Reproduce the entries below in full and without error.

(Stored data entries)
◇ ◇ ◇ ◇ ◇ ◇ ◇

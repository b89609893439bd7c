//! Location of the per-terminal-session flag file.
//!
//! A browsing session becomes a terminal session here: the flag file is keyed
//! by the parent shell, so closing the shell and opening a new one starts
//! locked again. On Linux the key also carries the shell's start time, so a
//! recycled pid never inherits an old unlock, and files left behind by shells
//! that have exited are removed at startup.

use std::{
    fs,
    path::{Path, PathBuf},
};

const PREFIX: &str = "session-";
const SUFFIX: &str = ".json";

/// Identity of the terminal session owning a flag file.
#[derive(Debug, Clone, Copy, PartialEq, Eq)]
pub struct SessionKey {
    /// Pid of the owning shell.
    pub pid: u32,
    /// Start time of that process in clock ticks since boot, where known.
    pub started: Option<u64>,
}

impl SessionKey {
    /// Key of the shell this process runs in.
    #[must_use]
    pub fn current() -> Self {
        let pid = parent_pid();
        Self { pid, started: start_time(pid) }
    }

    /// Flag file name for this key.
    #[must_use]
    pub fn file_name(&self) -> String {
        match self.started {
            Some(started) => format!("{PREFIX}{}-{started}{SUFFIX}", self.pid),
            None => format!("{PREFIX}{}{SUFFIX}", self.pid),
        }
    }

    /// Parse a flag file name. `None` for anything else.
    #[must_use]
    pub fn parse(name: &str) -> Option<Self> {
        let stem = name.strip_prefix(PREFIX)?.strip_suffix(SUFFIX)?;
        match stem.split_once('-') {
            Some((pid, started)) => Some(Self { pid: pid.parse().ok()?, started: Some(started.parse().ok()?) }),
            None => Some(Self { pid: stem.parse().ok()?, started: None }),
        }
    }

    /// Whether the owning shell is still running. Always `true` where that
    /// cannot be checked.
    #[must_use]
    pub fn is_alive(&self) -> bool {
        if !cfg!(target_os = "linux") {
            return true;
        }
        match (start_time(self.pid), self.started) {
            (None, _) => false,
            (Some(now), Some(then)) => now == then,
            (Some(_), None) => true,
        }
    }
}

/// Directory holding the flag files.
#[must_use]
pub fn directory() -> PathBuf {
    std::env::temp_dir().join("bbs-terminal")
}

/// Default flag file for the current terminal session.
#[must_use]
pub fn default_path() -> PathBuf {
    directory().join(SessionKey::current().file_name())
}

/// Remove flag files in `dir` whose shell has exited, keeping `keep`.
///
/// Returns how many files were removed. Unreadable directories and entries
/// are skipped.
pub fn prune_stale(dir: &Path, keep: &Path) -> usize {
    let Ok(entries) = fs::read_dir(dir) else {
        return 0;
    };

    let mut removed = 0;
    for entry in entries.flatten() {
        let path = entry.path();
        if path == keep {
            continue;
        }
        let Some(key) = path.file_name().and_then(|name| name.to_str()).and_then(SessionKey::parse)
        else {
            continue;
        };
        if key.is_alive() {
            continue;
        }
        match fs::remove_file(&path) {
            Ok(()) => removed += 1,
            Err(e) => tracing::debug!(path = %path.display(), error = %e, "stale session file kept"),
        }
    }
    if removed > 0 {
        tracing::debug!(removed, "pruned stale session files");
    }
    removed
}

#[cfg(unix)]
fn parent_pid() -> u32 {
    std::os::unix::process::parent_id()
}

#[cfg(not(unix))]
fn parent_pid() -> u32 {
    std::process::id()
}

/// Process start time from `/proc/<pid>/stat` (field 22).
#[cfg(target_os = "linux")]
fn start_time(pid: u32) -> Option<u64> {
    let stat = fs::read_to_string(format!("/proc/{pid}/stat")).ok()?;
    // The command name may contain spaces and parentheses; fields resume
    // after the last ')', starting at field 3.
    let (_, fields) = stat.rsplit_once(')')?;
    fields.split_whitespace().nth(19)?.parse().ok()
}

#[cfg(not(target_os = "linux"))]
fn start_time(_pid: u32) -> Option<u64> {
    None
}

◇ ◇ ◇ ◇ ◇ ◇ ◇

SOLUTION BELOW.
repository b89609893439bd7c
//! Location of the per-terminal-session flag file.
//!
//! A browsing session becomes a terminal session here: the flag file is keyed
//! by the parent shell, so closing the shell and opening a new one starts
//! locked again. On Linux the key also carries the shell's start time, so a
//! recycled pid never inherits an old unlock, and files left behind by shells
//! that have exited are removed at startup.

use std::{
    fs,
    path::{Path, PathBuf},
};

const PREFIX: &str = "session-";
const SUFFIX: &str = ".json";

/// Identity of the terminal session owning a flag file.
#[derive(Debug, Clone, Copy, PartialEq, Eq)]
pub struct SessionKey {
    /// Pid of the owning shell.
    pub pid: u32,
    /// Start time of that process in clock ticks since boot, where known.
    pub started: Option<u64>,
}

impl SessionKey {
    /// Key of the shell this process runs in.
    #[must_use]
    pub fn current() -> Self {
        let pid = parent_pid();
        Self { pid, started: start_time(pid) }
    }

    /// Flag file name for this key.
    #[must_use]
    pub fn file_name(&self) -> String {
        match self.started {
            Some(started) => format!("{PREFIX}{}-{started}{SUFFIX}", self.pid),
            None => format!("{PREFIX}{}{SUFFIX}", self.pid),
        }
    }

    /// Parse a flag file name. `None` for anything else.
    #[must_use]
    pub fn parse(name: &str) -> Option<Self> {
        let stem = name.strip_prefix(PREFIX)?.strip_suffix(SUFFIX)?;
        match stem.split_once('-') {
            Some((pid, started)) => Some(Self { pid: pid.parse().ok()?, started: Some(started.parse().ok()?) }),
            None => Some(Self { pid: stem.parse().ok()?, started: None }),
        }
    }

    /// Whether the owning shell is still running. Always `true` where that
    /// cannot be checked.
    #[must_use]
    pub fn is_alive(&self) -> bool {
        if !cfg!(target_os = "linux") {
            return true;
        }
        match (start_time(self.pid), self.started) {
            (None, _) => false,
            (Some(now), Some(then)) => now == then,
            (Some(_), None) => true,
        }
    }
}

/// Directory holding the flag files.
#[must_use]
pub fn directory() -> PathBuf {
    std::env::temp_dir().join("bbs-terminal")
}

/// Default flag file for the current terminal session.
#[must_use]
pub fn default_path() -> PathBuf {
    directory().join(SessionKey::current().file_name())
}

/// Remove flag files in `dir` whose shell has exited, keeping `keep`.
///
/// Returns how many files were removed. Unreadable directories and entries
/// are skipped.
pub fn prune_stale(dir: &Path, keep: &Path) -> usize {
    let Ok(entries) = fs::read_dir(dir) else {
        return 0;
    };

    let mut removed = 0;
    for entry in entries.flatten() {
        let path = entry.path();
        if path == keep {
            continue;
        }
        let Some(key) = path.file_name().and_then(|name| name.to_str()).and_then(SessionKey::parse)
        else {
            continue;
        };
        if key.is_alive() {
            continue;
        }
        match fs::remove_file(&path) {
            Ok(()) => removed += 1,
            Err(e) => tracing::debug!(path = %path.display(), error = %e, "stale session file kept"),
        }
    }
    if removed > 0 {
        tracing::debug!(removed, "pruned stale session files");
    }
    removed
}

#[cfg(unix)]
fn parent_pid() -> u32 {
    std::os::unix::process::parent_id()
}

#[cfg(not(unix))]
fn parent_pid() -> u32 {
    std::process::id()
}

/// Process start time from `/proc/<pid>/stat` (field 22).
#[cfg(target_os = "linux")]
fn start_time(pid: u32) -> Option<u64> {
    let stat = fs::read_to_string(format!("/proc/{pid}/stat")).ok()?;
    // The command name may contain spaces and parentheses; fields resume
    // after the last ')', starting at field 3.
    let (_, fields) = stat.rsplit_once(')')?;
    fields.split_whitespace().nth(19)?.parse().ok()
}

#[cfg(not(target_os = "linux"))]
fn start_time(_pid: u32) -> Option<u64> {
    None
}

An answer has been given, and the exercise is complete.